The main reason for this security measure is the result of an attempted terror attack by Richard Reid in December 2001.

He attempted to detonate a shoe bomb on a flight from Paris to Miami, not long after 9/11.

A passenger takes off his shoes as other passengers put their carry-on luggage in trays for x-ray inspection before they pass through a security check-point at Dulles International Airport. (Photo by Alex Wong/Getty Images)

As a result of this attempted bombing, TSA introduced shoe searches to prevent a future incident.

While the TSA (Transportation Security Administration) are American, it is a measure that has been copied at airports in other parts of the world - including in the UK.
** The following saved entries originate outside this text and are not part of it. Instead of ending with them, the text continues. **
// relayctl — command-line front end for circuit relay
//
// Runs the reference relay server, or a client session that connects to
// relays, optionally opens a route and prints service events.

mod config;

use anyhow::{Context, Result};
use circuit_relay_core::{
    CircuitRelayConfig, CircuitRelayEvent, RelayServer, RelayServerConfig, RelayService,
    TcpRelayTransport,
};
use clap::{Parser, Subcommand};
use colored::*;
use std::path::PathBuf;
use std::sync::Arc;

#[derive(Parser)]
#[command(name = "relayctl")]
#[command(about = "Circuit relay server and client", long_about = None)]
#[command(version)]
struct Cli {
    /// Verbose logging (debug level)
    #[arg(short, long, global = true)]
    verbose: bool,

    #[command(subcommand)]
    command: Commands,
}

#[derive(Subcommand)]
enum Commands {
    /// Run a relay server
    Serve {
        #[arg(short, long, default_value = "0.0.0.0:4001")]
        listen: String,
        #[arg(long)]
        max_routes: Option<usize>,
        #[arg(long)]
        peer_id: Option<String>,
    },
    /// Connect to relays and print events until Ctrl-C
    Connect {
        /// Relay address, may be repeated
        #[arg(short, long = "relay")]
        relays: Vec<String>,
        #[arg(long)]
        peer_id: Option<String>,
        /// Open a route to this peer
        #[arg(short, long)]
        target: Option<String>,
        /// Send one message on the route
        #[arg(short, long, requires = "target")]
        message: Option<String>,
        /// Signal channel endpoint (ws:// or wss://)
        #[arg(short, long)]
        signal: Option<String>,
        #[arg(short, long)]
        config: Option<PathBuf>,
    },
    /// Inspect or create the config file
    Config {
        #[command(subcommand)]
        action: ConfigAction,
    },
}

#[derive(Subcommand)]
enum ConfigAction {
    Show {
        #[arg(short, long)]
        config: Option<PathBuf>,
    },
    Init {
        #[arg(short, long)]
        config: Option<PathBuf>,
        /// Overwrite an existing file
        #[arg(long)]
        force: bool,
    },
}

#[tokio::main]
async fn main() -> Result<()> {
    let cli = Cli::parse();

    let default_level = if cli.verbose { "debug" } else { "warn" };
    tracing_subscriber::fmt()
        .with_env_filter(
            tracing_subscriber::EnvFilter::try_from_default_env()
                .unwrap_or_else(|_| tracing_subscriber::EnvFilter::new(default_level)),
        )
        .init();

    match cli.command {
        Commands::Serve {
            listen,
            max_routes,
            peer_id,
        } => cmd_serve(listen, max_routes, peer_id).await,
        Commands::Connect {
            relays,
            peer_id,
            target,
            message,
            signal,
            config,
        } => {
            let mut cfg = config::load(config.as_deref())?;
            if !relays.is_empty() {
                cfg.relays = relays;
            }
            if let Some(id) = peer_id {
                cfg.local_peer_id = id;
            }
            if let Some(endpoint) = signal {
                cfg.signal_endpoint = Some(endpoint);
            }
            cmd_connect(cfg, target, message).await
        }
        Commands::Config { action } => cmd_config(action),
    }
}

async fn cmd_serve(listen: String, max_routes: Option<usize>, peer_id: Option<String>) -> Result<()> {
    let mut server_config = RelayServerConfig::default();
    if let Some(max) = max_routes {
        server_config.max_routes = max;
    }
    if let Some(id) = peer_id {
        server_config.relay_peer_id = id;
    }

    let server = Arc::new(RelayServer::with_config(server_config));
    let (addr, handle) = Arc::clone(&server)
        .bind(&listen)
        .await
        .with_context(|| format!("Failed to bind {}", listen))?;

    println!("{}", "Relay server running".bold());
    println!("  Peer ID: {}", server.relay_peer_id().bright_cyan());
    println!("  Address: {}", format!("tcp://{}", addr).bright_yellow());
    println!();
    println!("Press Ctrl-C to stop.");

    let mut ticker = tokio::time::interval(std::time::Duration::from_secs(30));
    ticker.tick().await;
    loop {
        tokio::select! {
            _ = tokio::signal::ctrl_c() => break,
            _ = ticker.tick() => {
                let stats = server.get_stats();
                println!(
                    "{} peers={} routes={} frames={} bytes={}",
                    "stats".dimmed(),
                    stats.connections_active,
                    stats.routes_active,
                    stats.frames_forwarded,
                    stats.bytes_relayed
                );
            }
        }
    }

    handle.abort();
    println!("{}", "Relay server stopped".bold());
    Ok(())
}

async fn cmd_connect(
    config: CircuitRelayConfig,
    target: Option<String>,
    message: Option<String>,
) -> Result<()> {
    if config.relays.is_empty() && config.signal_endpoint.is_none() {
        anyhow::bail!("No relays configured; pass --relay ADDR or add relays to the config file");
    }

    let peer_id = config.local_peer_id.clone();
    let service = RelayService::new(config, Arc::new(TcpRelayTransport::new()))
        .context("Failed to create relay service")?;
    let mut events = service.subscribe();
    service.start().await;

    println!("{}", "Relay client started".bold());
    println!("  Peer ID: {}", peer_id.bright_cyan());
    for relay in service.get_all_relays() {
        let state = if relay.is_connected {
            "connected".green()
        } else {
            "not connected".red()
        };
        println!("  Relay:   {} ({}, {})", relay.address, relay.relay_type, state);
    }
    println!();

    let mut inbox = None;
    if let Some(target) = target {
        let route_id = service
            .create_route(&target)
            .await
            .with_context(|| format!("Failed to open route to {}", target))?;
        println!("{} Route {} to {}", "✓".green(), route_id, target.bright_cyan());

        if let Some(text) = message {
            if service
                .send_message_through_route(&route_id, text.as_bytes())
                .await
            {
                println!("{} Sent {} bytes", "✓".green(), text.len());
            } else {
                println!("{} Send failed", "✗".red());
            }
        }
        inbox = service.subscribe_route(&route_id);
    }

    println!("Listening for events, Ctrl-C to quit.");
    loop {
        tokio::select! {
            _ = tokio::signal::ctrl_c() => break,
            event = events.recv() => {
                let Some(event) = event else { break };
                print_event(&event);
                // Follow inbound routes so their payloads are printed too.
                if let CircuitRelayEvent::RouteEstablished { route_id, .. } = &event {
                    if inbox.is_none() {
                        inbox = service.subscribe_route(route_id);
                    }
                }
            }
            payload = recv_payload(&mut inbox) => {
                match payload {
                    Some(bytes) => println!(
                        "{} {}",
                        "←".bright_green(),
                        String::from_utf8_lossy(&bytes)
                    ),
                    None => inbox = None,
                }
            }
        }
    }

    service.stop().await;
    let status = service.status();
    println!();
    println!(
        "{}",
        serde_json::to_string_pretty(&status).context("Failed to serialize status")?
    );
    Ok(())
}

async fn recv_payload(
    inbox: &mut Option<tokio::sync::mpsc::UnboundedReceiver<Vec<u8>>>,
) -> Option<Vec<u8>> {
    match inbox {
        Some(rx) => rx.recv().await,
        None => std::future::pending().await,
    }
}

fn print_event(event: &CircuitRelayEvent) {
    let label = match event {
        CircuitRelayEvent::Error { .. } => event.event_type().red(),
        CircuitRelayEvent::RelayDisconnected { .. } | CircuitRelayEvent::RouteClosed { .. } => {
            event.event_type().yellow()
        }
        _ => event.event_type().green(),
    };
    println!("{} {}", label, event);
}

fn cmd_config(action: ConfigAction) -> Result<()> {
    match action {
        ConfigAction::Show { config: path } => {
            let cfg = config::load(path.as_deref())?;
            println!("{}", "Configuration".bold());
            println!();
            for (key, value) in config::list(&cfg) {
                println!("  {:<24} {}", key.bright_cyan(), value);
            }
            println!();
            println!("{}", "Seed relays:".bold());
            if cfg.relays.is_empty() {
                println!("  {}", "(none configured)".dimmed());
            } else {
                for (i, relay) in cfg.relays.iter().enumerate() {
                    println!("  {}. {}", i + 1, relay);
                }
            }
        }
        ConfigAction::Init {
            config: path,
            force,
        } => {
            let path = match path {
                Some(p) => p,
                None => config::default_config_file()?,
            };
            if path.exists() && !force {
                anyhow::bail!(
                    "{} already exists (use --force to overwrite)",
                    path.display()
                );
            }
            config::save_to(&CircuitRelayConfig::default(), &path)?;
            println!("{} Wrote {}", "✓".green(), path.display());
        }
    }
    Ok(())
}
In 2006, the removal of shoes before proceeding through scanners was made mandatory for all passengers - this was relaxed in 2011 to allow children 12 and younger and adults 75 and older to keep their shoes on

Also in the UK if you trigger the metal detector arch when going through security you will have to remove your shoes and other items such as belts (if you had not done this already) and repeat the process.
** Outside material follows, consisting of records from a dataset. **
//! Message relay: payload send/receive over active routes

use super::connection::RelayConnectionManager;
use super::protocol::RelayFrame;
use super::route::RouteTable;
use super::types::{RelayId, RouteId};
use std::sync::atomic::{AtomicU64, Ordering};
use std::sync::Arc;
use tokio::sync::mpsc;
use tracing::{debug, warn};

pub struct MessageRelay {
    connections: Arc<RelayConnectionManager>,
    routes: Arc<RouteTable>,
    delivered: AtomicU64,
    dropped: AtomicU64,
}

impl MessageRelay {
    pub fn new(connections: Arc<RelayConnectionManager>, routes: Arc<RouteTable>) -> Self {
        Self {
            connections,
            routes,
            delivered: AtomicU64::new(0),
            dropped: AtomicU64::new(0),
        }
    }

    /// Send `payload` over an active route. False if the route is not active
    /// or the link refused the frame.
    pub async fn send(&self, route_id: &RouteId, payload: &[u8]) -> bool {
        let Some(route) = self.routes.get(route_id) else {
            debug!("Send on unknown route {}", route_id);
            return false;
        };
        if !route.is_active() {
            debug!("Send on inactive route {} ({:?})", route_id, route.state);
            return false;
        }
        let Some(link) = self.connections.link(&route.relay_id) else {
            return false;
        };

        let frame = RelayFrame::Data {
            route_id: route_id.clone(),
            payload: payload.to_vec(),
        };
        match link.send(frame).await {
            Ok(()) => true,
            Err(e) => {
                warn!("Send on route {} failed: {}", route_id, e);
                false
            }
        }
    }

    /// Payloads arriving on a route, until it closes
    pub fn subscribe(&self, route_id: &RouteId) -> Option<mpsc::UnboundedReceiver<Vec<u8>>> {
        self.routes.subscribe(route_id)
    }

    /// A `Data` frame arrived from a relay
    pub fn handle_data(&self, relay_id: &RelayId, route_id: &RouteId, payload: Vec<u8>) {
        if self.routes.deliver(route_id, relay_id, payload) {
            self.delivered.fetch_add(1, Ordering::Relaxed);
        } else {
            self.dropped.fetch_add(1, Ordering::Relaxed);
            debug!("Dropped data for route {} from {}", route_id, relay_id);
        }
    }

    pub fn delivered_frames(&self) -> u64 {
        self.delivered.load(Ordering::Relaxed)
    }

    /// Inbound frames that matched no active route
    pub fn dropped_frames(&self) -> u64 {
        self.dropped.load(Ordering::Relaxed)
    }
}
What other security measures are in place at UK airports?

There are restrictions on the amount of liquids you can take in your hand luggage. If possible, pack liquids in your hold baggage (luggage that you check in).

Liquids include:

  • all drinks, including water
  • liquid or semi-liquid foods, for example soup, jam, honey and syrups
  • cosmetics and toiletries, including creams, lotions, oils, perfumes, mascara and lip gloss
  • sprays, including shaving foam, hairspray and spray deodorants
  • pastes, including toothpaste
  • gels, including hair and shower gel
  • contact lens solution
  • any other solutions and items of similar consistency

If you do take liquids in your hand luggage:

  • containers must hold no more than 100ml
  • containers must be in a single, transparent, resealable plastic bag, which holds no more than a litre and measures approximately 20cm x 20cm
  • contents must fit comfortably inside the bag so it can be sealed
  • the bag must not be knotted or tied at the top
  • you’re limited to 1 plastic bag per person
  • you must show the bag at the airport security point

Food items and powders in your hand luggage can obstruct images on x-ray machines. Your bags may need to be checked again manually by security. You can put these items in your hold luggage to minimise delays.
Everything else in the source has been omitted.